Account Freezing Order (AFO)

Did authorities freeze your UK bank account? Have you received notice of hearing for AFO application? Do you know what happened and what are the legal consequences?

On 28th February 2019, The UK’s National Crime Agency froze 95 Barclays’ bank accounts, mainly held by Chinese students studying in the United Kingdom. These accounts contain an estimate of £3.6 million that is suspected to be from proceeds of crime or intended to be used for criminal purposes. Accounts will be frozen for 9 months for the purpose of subsequent money laundering investigations conducted by the National Economic Crime Centre’s officer. In 2019/2020, AFOs were up to 166 cases.

Why did the authorities freeze my account?
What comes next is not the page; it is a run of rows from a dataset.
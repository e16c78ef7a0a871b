//! The query router.
//!
//! `submit` runs one query through classification, the result cache, the
//! optimizer and the scheduler, then executes it on the chosen store under
//! that store's circuit breaker. Everything else on [`QueryRouter`] is
//! administration: quotas, rules, cache invalidation, pool and breaker
//! status, metrics and health.

use std::sync::atomic::{AtomicBool, Ordering};
use std::sync::Arc;
use std::time::{Duration, Instant};

use parking_lot::Mutex;
use serde::{Deserialize, Serialize};
use tokio::sync::broadcast;
use tokio::task::JoinHandle;
use tokio_util::sync::CancellationToken;
use tracing::{debug, info, info_span, warn, Instrument};
use uuid::Uuid;

use sluice_common::circuit_breaker::{BreakerSnapshot, CircuitBreaker, CircuitBreakerConfig, CircuitState};
use sluice_common::config::{AppConfig, RewritePolicy, StoreSettings};
use sluice_common::models::{
    ExecutionRecord, OptimizedQuery, QueryCategory, QueryData, QueryMetadata, QueryRequest,
    QueryResponse, ResourceQuota, RuleOutcome, StoreKind,
};
use sluice_common::tenant::TenantContext;
use sluice_common::warnings::{add_warning, collect_warnings};
use sluice_error::{ErrorCode, SluiceError};

use crate::cache::{CacheEntryInfo, CacheManager, CacheStats, InvalidationScope, LayoutReport};
use crate::classifier::{ClassifierCacheStats, QueryClassifier};
use crate::events::{EventBus, QueryEvent};
use crate::health::{HealthReport, StoreHealth};
use crate::metrics::{MetricsSnapshot, Outcome, RouterMetrics};
use crate::optimizer::{QueryOptimizer, RuleInfo};
use crate::pool::{ConnectionPool, PoolStats};
use crate::scheduler::{Job, Scheduler, SchedulerStats, SysinfoProbe, SystemProbe};
use crate::sql_shape::hash_text;
use crate::store::{ConnectionFactory, SqliteFactory, StoreResponse};

const MAINTENANCE_INTERVAL: Duration = Duration::from_secs(60);
const HEALTH_PROBE_TIMEOUT: Duration = Duration::from_secs(2);

/// Connection factories for the two stores.
pub struct StoreFactories {
    pub oltp: Arc<dyn ConnectionFactory>,
    pub olap: Arc<dyn ConnectionFactory>,
}

impl StoreFactories {
    /// SQLite files named by each store's `url`.
    pub fn sqlite(stores: &StoreSettings) -> Self {
        Self {
            oltp: Arc::new(SqliteFactory::new(&stores.oltp.url)),
            olap: Arc::new(SqliteFactory::new(&stores.olap.url)),
        }
    }
}

/// What the result cache keeps for one query.
#[derive(Debug, Clone, Serialize, Deserialize)]
struct CachedResult {
    data: QueryData,
    rows_affected: Option<u64>,
    store_used: StoreKind,
    applied_optimizations: Vec<String>,
}

impl CachedResult {
    fn from_response(response: &QueryResponse) -> Self {
        Self {
            data: response.data.clone(),
            rows_affected: response.rows_affected,
            store_used: response.store_used,
            applied_optimizations: response.applied_optimizations.clone(),
        }
    }

    fn into_response(self, query_id: &str) -> QueryResponse {
        QueryResponse {
            query_id: query_id.to_string(),
            data: self.data,
            execution_time_ms: 0,
            store_used: self.store_used,
            rows_affected: self.rows_affected,
            cache_hit: true,
            applied_optimizations: self.applied_optimizations,
            warnings: Vec::new(),
        }
    }
}

/// Everything an execution needs, shared by all of its attempts.
struct ExecutionPlan {
    query_id: String,
    original: String,
    rewritten: String,
    strategies: Vec<String>,
    params: Vec<serde_json::Value>,
    store: StoreKind,
    is_write: bool,
    shadow: bool,
}

impl ExecutionPlan {
    fn is_rewritten(&self) -> bool {
        self.original != self.rewritten
    }
}

struct Backend {
    pool: Arc<ConnectionPool>,
    breaker: CircuitBreaker,
    acquire_timeout: Duration,
}

struct RouterCore {
    config: AppConfig,
    classifier: QueryClassifier,
    optimizer: QueryOptimizer,
    cache: CacheManager,
    oltp: Backend,
    olap: Backend,
    metrics: RouterMetrics,
    events: EventBus,
}

pub struct QueryRouter {
    core: Arc<RouterCore>,
    scheduler: Scheduler,
    shutdown: CancellationToken,
    stopped: AtomicBool,
    maintenance: Mutex<Option<JoinHandle<()>>>,
}
use std::sync::atomic::{AtomicU64, Ordering};
use std::sync::Arc;
use std::time::{Duration, Instant};

use async_trait::async_trait;
use moka::future::Cache;
use moka::Expiry;

use super::{CacheEntry, CacheError, CacheTier, EntryMeta, Tier, TierUsage};

/// Per-entry TTL taken from the entry's own metadata.
pub(crate) struct EntryExpiry;

impl Expiry<String, CacheEntry> for EntryExpiry {
    fn expire_after_create(
        &self,
        _key: &String,
        value: &CacheEntry,
        _created_at: Instant,
    ) -> Option<Duration> {
        Some(value.meta.remaining())
    }

    fn expire_after_update(
        &self,
        _key: &String,
        value: &CacheEntry,
        _updated_at: Instant,
        _duration_until_expiry: Option<Duration>,
    ) -> Option<Duration> {
        Some(value.meta.remaining())
    }
}

/// L2: shared tier backed by a weighted moka cache.
pub struct SharedTier {
    cache: Cache<String, CacheEntry>,
    max_bytes: u64,
    evictions: Arc<AtomicU64>,
}

impl SharedTier {
    pub fn new(max_bytes: u64) -> Self {
        let evictions = Arc::new(AtomicU64::new(0));
        let counter = evictions.clone();
        let cache = Cache::builder()
            .max_capacity(max_bytes)
            .weigher(|key: &String, entry: &CacheEntry| -> u32 {
                (entry.meta.size_bytes + key.len() as u64)
                    .try_into()
                    .unwrap_or(u32::MAX)
            })
            .expire_after(EntryExpiry)
            .eviction_listener(move |key, _entry: CacheEntry, cause| {
                if cause.was_evicted() {
                    counter.fetch_add(1, Ordering::Relaxed);
                    tracing::debug!(target: "cache", tier = "l2", key = %key, cause = ?cause, "Evicted entry");
                }
            })
            .build();
        Self {
            cache,
            max_bytes,
            evictions,
        }
    }
}

#[async_trait]
impl CacheTier for SharedTier {
    fn tier(&self) -> Tier {
        Tier::L2
    }

    async fn get(&self, key: &str) -> Result<Option<CacheEntry>, CacheError> {
        match self.cache.get(key).await {
            Some(entry) if entry.meta.is_expired() => {
                self.cache.invalidate(key).await;
                Ok(None)
            }
            other => Ok(other),
        }
    }

    async fn put(&self, entry: CacheEntry) -> Result<(), CacheError> {
        if entry.meta.size_bytes > self.max_bytes {
            return Err(CacheError::TooLarge {
                size: entry.meta.size_bytes,
                tier: Tier::L2,
            });
        }
        self.cache.insert(entry.meta.key.clone(), entry).await;
        Ok(())
    }

    async fn remove(&self, key: &str) -> Result<bool, CacheError> {
        Ok(self.cache.remove(key).await.is_some())
    }

    async fn entries(&self) -> Result<Vec<EntryMeta>, CacheError> {
        Ok(self.cache.iter().map(|(_, entry)| entry.meta.clone()).collect())
    }

    async fn purge_expired(&self) -> Result<u64, CacheError> {
        let expired: Vec<String> = self
            .cache
            .iter()
            .filter(|(_, entry)| entry.meta.is_expired())
            .map(|(key, _)| key.as_ref().clone())
            .collect();
        for key in &expired {
            self.cache.invalidate(key).await;
        }
        self.cache.run_pending_tasks().await;
        Ok(expired.len() as u64)
    }

    fn usage(&self) -> TierUsage {
        TierUsage {
            entries: self.cache.entry_count(),
            bytes: self.cache.weighted_size(),
            capacity_bytes: self.max_bytes,
            evictions: self.evictions.load(Ordering::Relaxed),
        }
    }
}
A lot of Chinese student received letters from enforcement authorities, such as the City of London Police and the HM Revenue & Customs, confirming there was an Account Freezing Order (AFO) application against their bank accounts and a hearing was scheduled. Subsequently, these bank accounts would be frozen for nine months. These bank account users have one similarity: they frequently used Private Foreign Currency Exchange Service to exchange for pounds.

As the People’s Republic of China’s authorities implement regulations to limit the exchange of foreign currency from Renminbi, Chinese students are tempted to use Private Foreign Currency Exchange Service to exchange pounds. Chinese students perceive these private currency exchange service more convenient to use and it offers a slightly better exchange rate as incentives than banks’ service. Why not?

Private Currency Exchange Service is well-known and frequently used by the Chinese communities in the UK. These currency exchange service companies operate by sourcing Chinese customers on communications platforms such as Wechat and Alipay. The currency exchange service providers register an account on such communication platform and appear as a Universities’ alumni or some status that sounds credible in the group chat to attract Chinese customers. Chinese customers who want to use the private exchange service will simply have to contact the person they ‘met’ on the communication platform and agree with their exchange rate, the transaction can subsequently be performed. The entire private currency exchange process will take less than one day to complete while traditional currency exchange through banks may take up to 5 working days.

However, Chinese students may not know that in the United Kingdom, strict anti-money laundering regulations are enforced on banks and institutions that perform banking activities. Any large transactions and money transfers will be subject to tracing and declaration of those source of funds.

Private Foreign Currency Exchange is regulated in the United Kingdom. By violating regulations through using these Private Foreign Currency Exchange service, you might have to bear the legal consequences, often not known to you at the outset.

The New Legislation – Criminal Finance Act 2017

Since 31 January 2018, new enforcement power was introduced into the Proceeds of Crime Act 2002 by Criminal Finance Act 2017, it allows authorities to apply to Magistrates’ Court to freeze the monies in “suspicious” bank accounts or building societies account until the source of the funds can be established. Funds were either alleged to be derived from, or intended for use in, unlawful activities.

The frequent use of Private Foreign Currency Exchange services is considered one of the activities that will make Chinese Students’ bank account looks suspicious.

This is because in each transaction, the currency exchange service provider will separate the total amount of pounds into several tranches before sending. The service provider will deposit each tranche of the transaction by cash into the customer’s bank account from different bank branches all over the United Kingdom. By sending in tranches and in different branches, the service provider can avoid being suspicious when paying large amount of cash into a single account in a single branch.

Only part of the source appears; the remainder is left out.